Aqui está o motivo para reabilitar Bolsonaro. Ele, mas não apenas ele, são alternativas que a Globo pretende manter no bolso do colete para o caso de fracasso do golpe que trouxe Temer na cabeça. Se, como está dito ali em linhas e entrelinhas, o governo de Temer, que se camufla num mimetismo pouco convincente de democracia, desmoronar, a quem apelar? A Globo já respondeu: um de suas alternativas é Bolsonaro, ou seja, se for preciso, um golpe militar.

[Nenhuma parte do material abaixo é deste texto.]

//! SurrealDB implementation of [`UserRepository`].

use chrono::{DateTime, Utc};
use surrealdb::{Connection, Surreal};
use surrealdb_types::SurrealValue;
use uuid::Uuid;
use warden_core::error::WardenResult;
use warden_core::models::user::{CreateUser, UpdateUser, User};
use warden_core::repository::{PaginatedResult, Pagination, UserRepository};

use super::{CountRow, HitRow, first_count, parse_opt_uuid, parse_uuid};
use crate::error::DbError;

/// DB-side row struct that includes the record ID via `meta::id(id)`.
#[derive(Debug, SurrealValue)]
pub(super) struct UserRecord {
    record_id: String,
    name: String,
    login_name: String,
    description: String,
    validity: bool,
    user_type: u32,
    creator_id: Option<String>,
    created_at: DateTime<Utc>,
    updated_at: DateTime<Utc>,
}

impl UserRecord {
    pub(super) fn try_into_user(self) -> Result<User, DbError> {
        Ok(User {
            id: parse_uuid("user", &self.record_id)?,
            name: self.name,
            login_name: self.login_name,
            description: self.description,
            validity: self.validity,
            user_type: self.user_type,
            creator_id: parse_opt_uuid("creator", self.creator_id.as_deref())?,
            created_at: self.created_at,
            updated_at: self.updated_at,
        })
    }
}

/// SurrealDB implementation of the User repository.
#[derive(Clone)]
pub struct SurrealUserRepository<C: Connection> {
    db: Surreal<C>,
}

impl<C: Connection> SurrealUserRepository<C> {
    pub fn new(db: Surreal<C>) -> Self {
        Self { db }
    }
}

impl<C: Connection> UserRepository for SurrealUserRepository<C> {
    async fn create(&self, input: CreateUser) -> WardenResult<User> {
        let id_str = Uuid::new_v4().to_string();

        let result = self
            .db
            .query(
                "CREATE type::record('user', $id) SET \
                 name = $name, login_name = $login_name, \
                 description = $description, user_type = $user_type, \
                 creator_id = $creator_id; \
                 SELECT meta::id(id) AS record_id, * \
                 FROM type::record('user', $id);",
            )
            .bind(("id", id_str.clone()))
            .bind(("name", input.name))
            .bind(("login_name", input.login_name))
            .bind(("description", input.description))
            .bind(("user_type", input.user_type))
            .bind(("creator_id", input.creator_id.map(|c| c.to_string())))
            .await
            .map_err(DbError::from)?;

        let mut result = result
            .check()
            .map_err(|e| DbError::from_write("user", e))?;

        let rows: Vec<UserRecord> = result.take(1).map_err(DbError::from)?;
        let row = rows.into_iter().next().ok_or_else(|| DbError::NotFound {
            entity: "user".into(),
            id: id_str,
        })?;
        Ok(row.try_into_user()?)
    }

    async fn get_by_id(&self, id: Uuid) -> WardenResult<User> {
        let id_str = id.to_string();

        let mut result = self
            .db
            .query("SELECT meta::id(id) AS record_id, * FROM type::record('user', $id)")
            .bind(("id", id_str.clone()))
            .await
            .map_err(DbError::from)?;

        let rows: Vec<UserRecord> = result.take(0).map_err(DbError::from)?;
        let row = rows.into_iter().next().ok_or_else(|| DbError::NotFound {
            entity: "user".into(),
            id: id_str,
        })?;
        Ok(row.try_into_user()?)
    }

    async fn update(&self, id: Uuid, input: UpdateUser) -> WardenResult<User> {
        let id_str = id.to_string();

        let mut sets = Vec::new();
        if input.name.is_some() {
            sets.push("name = $name");
        }
        if input.description.is_some() {
            sets.push("description = $description");
        }
        sets.push("updated_at = time::now()");

        let query = format!(
            "UPDATE type::record('user', $id) SET {}; \
             SELECT meta::id(id) AS record_id, * \
             FROM type::record('user', $id);",
            sets.join(", ")
        );

        let mut builder = self.db.query(&query).bind(("id", id_str.clone()));
        if let Some(name) = input.name {
            builder = builder.bind(("name", name));
        }
        if let Some(description) = input.description {
            builder = builder.bind(("description", description));
        }

        let result = builder.await.map_err(DbError::from)?;
        let mut result = result
            .check()
            .map_err(|e| DbError::Query(e.to_string()))?;

        let rows: Vec<UserRecord> = result.take(1).map_err(DbError::from)?;
        let row = rows.into_iter().next().ok_or_else(|| DbError::NotFound {
            entity: "user".into(),
            id: id_str,
        })?;
        Ok(row.try_into_user()?)
    }

    async fn set_validity(&self, id: Uuid, validity: bool) -> WardenResult<bool> {
        let mut result = self
            .db
            .query(
                "UPDATE type::record('user', $id) SET \
                 validity = $validity, updated_at = time::now() \
                 RETURN BEFORE",
            )
            .bind(("id", id.to_string()))
            .bind(("validity", validity))
            .await
            .map_err(DbError::from)?;

        let rows: Vec<HitRow> = result.take(0).map_err(DbError::from)?;
        Ok(!rows.is_empty())
    }

    async fn list(
        &self,
        search: Option<String>,
        pagination: Pagination,
    ) -> WardenResult<PaginatedResult<User>> {
        let search = search
            .map(|s| s.trim().to_lowercase())
            .filter(|s| !s.is_empty());
        let filter = if search.is_some() {
            "validity = true AND \
             (string::contains(string::lowercase(name), $search) \
             OR string::contains(string::lowercase(login_name), $search))"
        } else {
            "validity = true"
        };

        let count_query = format!("SELECT count() AS total FROM user WHERE {filter} GROUP ALL");
        let mut count_builder = self.db.query(&count_query);
        if let Some(search) = &search {
            count_builder = count_builder.bind(("search", search.clone()));
        }
        let mut count_result = count_builder.await.map_err(DbError::from)?;
        let count_rows: Vec<CountRow> = count_result.take(0).map_err(DbError::from)?;
        let total = first_count(count_rows);

        let query = format!(
            "SELECT meta::id(id) AS record_id, * FROM user \
             WHERE {filter} \
             ORDER BY login_name ASC \
             LIMIT $limit START $offset"
        );
        let mut builder = self
            .db
            .query(&query)
            .bind(("limit", pagination.limit))
            .bind(("offset", pagination.offset));
        if let Some(search) = search {
            builder = builder.bind(("search", search));
        }
        let mut result = builder.await.map_err(DbError::from)?;
        let rows: Vec<UserRecord> = result.take(0).map_err(DbError::from)?;

        let items = rows
            .into_iter()
            .map(UserRecord::try_into_user)
            .collect::<Result<Vec<_>, DbError>>()?;

        Ok(PaginatedResult {
            items,
            total,
            offset: pagination.offset,
            limit: pagination.limit,
        })
    }
}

É interessante observar que a home do G1, deu destaque ao longo do “dia da purificação”, em proporções próximas de tempo, aos nomes que provavelmente imagina que podem ser promovidos em caso de desespero de causa. Assim, se a foto de Bolsonaro ficou aproximadamente das 11:00hs às 15:30hs, passou a partir das 13:50 hs, a ter a companhia da advogada Janaína Paschoal e, a partir das 15:30 hs, junto com o discurso de Temer, entrou a imagem do juiz Moro discursando, com destaque para a frase: “É preciso não ter ódio no coração”. A partir daí, e durante algum tempo, permaneceram na home as imagens de Bolsonaro, Janaína e Moro. Enfim, a Globo semeia as suas alternativas. Mas não poderá esquecer que quem planta vento costuma colher tempestade.

Bajonas Teixeira de Brito Júnior – doutor em filosofia, UFRJ, autor dos livros Lógica do disparate, Método e delírio e Lógica dos fantasmas, e professor do departamento de comunicação social da UFES.